31. In Jayanti Devi v. Sri Chand Mal AIR 1984 Pat. 296, it was held that the suit for possession based on title filed after coming into force of the new Act of 1963, is to be governed by Article 65 of the New Act, and all that the plaintiff is required to prove his title. The important and significant departure from the earlier law of Limitation as provided by Articles 142 and 144 of the Old Limitation Act by enactment of Articles 64 and 65 of the New Act is that, whereas, earlier the plaintiff was required to prove not only the title but further his possession within 12 years of the institution of the suit and under the new Article 65 of the New Act, when the suit is based on the title, he is not required to prove that he was in possession within 12 years of the filing of this suit once he is able to prove his title.
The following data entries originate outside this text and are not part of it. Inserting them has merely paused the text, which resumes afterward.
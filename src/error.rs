// src/error.rs
use axum::http::StatusCode;
use axum::response::{IntoResponse, Response};
use axum::Json;
use log::error;
use serde_json::json;
use thiserror::Error;

pub type AdvisorResult<T> = Result<T, AdvisorError>;

/// Everything that can go wrong between a raw request body and a response.
#[derive(Error, Debug)]
pub enum AdvisorError {
    #[error("Input must be a JSON object")]
    NotAnObject,

    #[error("Invalid JSON body: {0}")]
    MalformedJson(String),

    #[error("No message provided")]
    NoMessage,

    #[error("Missing required field: '{0}'")]
    MissingField(String),

    #[error("Invalid data type: field '{field}' {detail}")]
    TypeMismatch { field: String, detail: String },

    #[error("Invalid value: field '{field}' {detail}")]
    OutOfRange { field: String, detail: String },

    #[error("Invalid value: feature '{0}' is not a finite number")]
    NonFiniteFeature(String),

    #[error("Prediction error: float division by zero computing '{feature}'")]
    DivisionByZero { feature: &'static str },

    #[error("Feature mismatch: expected {expected}, got {actual}")]
    FeatureCountMismatch { expected: usize, actual: usize },

    #[error("Feature schema names '{0}', which no derivation rule produces")]
    UnknownFeature(String),

    #[error("Feature schema lists '{0}' more than once")]
    DuplicateFeature(String),

    #[error("Prediction error: {0}")]
    UpstreamPrediction(String),

    #[error("{0}")]
    UpstreamGeneration(String),

    #[error("History error: {0}")]
    History(String),
}

impl AdvisorError {
    pub fn type_mismatch(field: &str, detail: impl Into<String>) -> Self {
        AdvisorError::TypeMismatch {
            field: field.to_string(),
            detail: detail.into(),
        }
    }

    pub fn out_of_range(field: &str, detail: impl Into<String>) -> Self {
        AdvisorError::OutOfRange {
            field: field.to_string(),
            detail: detail.into(),
        }
    }

    /// Caller-input problems are 400s, everything else is on our side.
    pub fn status_code(&self) -> StatusCode {
        match self {
            AdvisorError::NotAnObject
            | AdvisorError::MalformedJson(_)
            | AdvisorError::NoMessage
            | AdvisorError::MissingField(_)
            | AdvisorError::TypeMismatch { .. }
            | AdvisorError::OutOfRange { .. }
            | AdvisorError::NonFiniteFeature(_)
            | AdvisorError::FeatureCountMismatch { .. } => StatusCode::BAD_REQUEST,
            AdvisorError::DivisionByZero { .. }
            | AdvisorError::UnknownFeature(_)
            | AdvisorError::DuplicateFeature(_)
            | AdvisorError::UpstreamPrediction(_)
            | AdvisorError::UpstreamGeneration(_)
            | AdvisorError::History(_) => StatusCode::INTERNAL_SERVER_ERROR,
        }
    }
}

impl IntoResponse for AdvisorError {
    fn into_response(self) -> Response {
        let status = self.status_code();
        if status.is_server_error() {
            error!("Request failed: {}", self);
        }
        (status, Json(json!({ "error": self.to_string() }))).into_response()
    }
}

#[cfg(test)]
mod tests {
    use super::*;

    #[test]
    fn test_input_errors_are_bad_requests() {
        let errors = vec![
            AdvisorError::NotAnObject,
            AdvisorError::MalformedJson("eof".to_string()),
            AdvisorError::NoMessage,
            AdvisorError::MissingField("Income".to_string()),
            AdvisorError::type_mismatch("Age", "is not an integer"),
            AdvisorError::out_of_range("Rent", "must not be negative"),
            AdvisorError::NonFiniteFeature("Expense_Efficiency".to_string()),
            AdvisorError::FeatureCountMismatch {
                expected: 45,
                actual: 44,
            },
        ];
        for err in errors {
            assert_eq!(err.status_code(), StatusCode::BAD_REQUEST, "{}", err);
        }
    }

    #[test]
    fn test_upstream_errors_are_server_errors() {
        assert_eq!(
            AdvisorError::UpstreamPrediction("boom".to_string()).status_code(),
            StatusCode::INTERNAL_SERVER_ERROR
        );
        assert_eq!(
            AdvisorError::UpstreamGeneration("quota".to_string()).status_code(),
            StatusCode::INTERNAL_SERVER_ERROR
        );
    }

    #[test]
    fn test_zero_income_division_is_a_prediction_error() {
        let err = AdvisorError::DivisionByZero {
            feature: "Essential_Expense_Ratio",
        };
        assert_eq!(err.status_code(), StatusCode::INTERNAL_SERVER_ERROR);
        assert!(err.to_string().starts_with("Prediction error:"));
    }

    #[test]
    fn test_messages_name_the_problem() {
        assert_eq!(
            AdvisorError::MissingField("Income".to_string()).to_string(),
            "Missing required field: 'Income'"
        );
        assert_eq!(
            AdvisorError::FeatureCountMismatch {
                expected: 45,
                actual: 40
            }
            .to_string(),
            "Feature mismatch: expected 45, got 40"
        );
    }
}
32. New dimensions of this legislative change requires to be noticed by all the Courts of the land otherwise, the amendment introduced by the amendment Act would remain on paper of statute only, if the courts continue to harbour the old impression based on Article 142 and 144 of the Old Limitation Act. The departure is radical in nature and needs emphasis because now after 1963, all that the plaintiff is required to prove is his title under Article 65 of the New Act and once he succeeds, the defendant can unsuit only when he has adverse possession beyond twelve years of the suit.

33. The above view was also taken by the Apex Court in Basudeo Prasad Singh v. Genda Mahto (supra).

34. In view of the clear and categorical, unequivocal proposition of law enunciated by the various High Courts including this Court, and having protective umbrella of validity by similarity introduced by the Apex Court, I have got no hesitation in holding that the approach of the first appellate court was clearly in contravention, flagrant disregard and utter violation of the new Limitation Act of 1963, and particularly, its radical change in the provisions contained in Article 65 of the New Act.

35. I have some anxious moments while hearing the arguments as it was thought that the plea of adverse possession may be entertained either at this stage or by remanding the case. However, after a clear pronouncement by the Apex Court in the above decisions reference of which has been given in details supra, I feel that it would be an exercise of futility.

36. The result of the above discussion is that this appeal succeeds, and is, therefore, allowed; the judgment and decree passed by the First Appellate Court dated the 29th May, 1973, in Civil Appeal No. 117 of 1968 (50/69) are quashed and set aside; the judgment and decree dated the 29th April, 1968 passed by the Munsif Laxmangarh (Alwar) in Civil Suit No. 232 of 1965, are restored though on slightly different grounds as mentioned above, and the suit of the plaintiff is decreed.

37. Since the whole controversy rested on the absence of the appreciation of the radical change in the scheme of the Limitation Act from Articles 142 and 144 of the Old Limitation Act to Articles 64 and 65 of the New Limitation Act which was on account of the ignorance of the latest proposition of law, I would leave the parties to bear their own costs of this appeal.